** SOURCE RECORDS follows **
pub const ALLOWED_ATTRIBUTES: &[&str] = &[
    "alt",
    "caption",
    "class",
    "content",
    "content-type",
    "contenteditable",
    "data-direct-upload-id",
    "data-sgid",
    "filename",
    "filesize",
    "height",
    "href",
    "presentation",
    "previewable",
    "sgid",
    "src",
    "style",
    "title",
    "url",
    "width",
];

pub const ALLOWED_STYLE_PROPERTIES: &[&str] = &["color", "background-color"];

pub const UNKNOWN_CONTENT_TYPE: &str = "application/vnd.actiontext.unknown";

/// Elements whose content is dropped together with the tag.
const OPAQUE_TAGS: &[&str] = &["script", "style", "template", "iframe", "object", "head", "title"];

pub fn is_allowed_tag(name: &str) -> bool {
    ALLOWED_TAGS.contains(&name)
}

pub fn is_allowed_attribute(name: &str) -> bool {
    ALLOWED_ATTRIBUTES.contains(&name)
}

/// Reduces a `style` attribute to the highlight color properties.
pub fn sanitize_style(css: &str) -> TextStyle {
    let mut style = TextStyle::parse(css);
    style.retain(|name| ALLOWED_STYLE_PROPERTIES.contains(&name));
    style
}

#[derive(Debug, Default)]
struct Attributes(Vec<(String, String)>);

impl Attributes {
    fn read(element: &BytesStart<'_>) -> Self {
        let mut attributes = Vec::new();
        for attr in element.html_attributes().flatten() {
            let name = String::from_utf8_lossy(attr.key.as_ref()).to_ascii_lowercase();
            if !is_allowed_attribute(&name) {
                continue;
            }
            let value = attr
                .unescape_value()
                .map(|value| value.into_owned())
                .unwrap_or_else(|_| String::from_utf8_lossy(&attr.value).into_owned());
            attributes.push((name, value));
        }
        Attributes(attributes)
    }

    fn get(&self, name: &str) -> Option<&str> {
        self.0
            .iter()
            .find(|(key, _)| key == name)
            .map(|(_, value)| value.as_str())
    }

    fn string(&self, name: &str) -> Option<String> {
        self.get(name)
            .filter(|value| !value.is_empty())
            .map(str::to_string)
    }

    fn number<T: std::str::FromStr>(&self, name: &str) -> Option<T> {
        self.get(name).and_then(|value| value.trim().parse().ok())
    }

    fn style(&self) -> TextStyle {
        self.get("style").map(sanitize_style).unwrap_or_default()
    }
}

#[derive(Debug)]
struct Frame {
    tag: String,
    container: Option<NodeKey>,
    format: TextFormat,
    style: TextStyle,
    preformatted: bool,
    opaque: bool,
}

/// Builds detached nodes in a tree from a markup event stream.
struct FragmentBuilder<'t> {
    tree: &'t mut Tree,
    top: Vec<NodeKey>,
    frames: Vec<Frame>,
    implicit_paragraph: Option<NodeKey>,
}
** End of SOURCE RECORDS **
Within the lines above, find those holding the word "NodeKey" and copy them.

    container: Option<NodeKey>,
    top: Vec<NodeKey>,
    implicit_paragraph: Option<NodeKey>,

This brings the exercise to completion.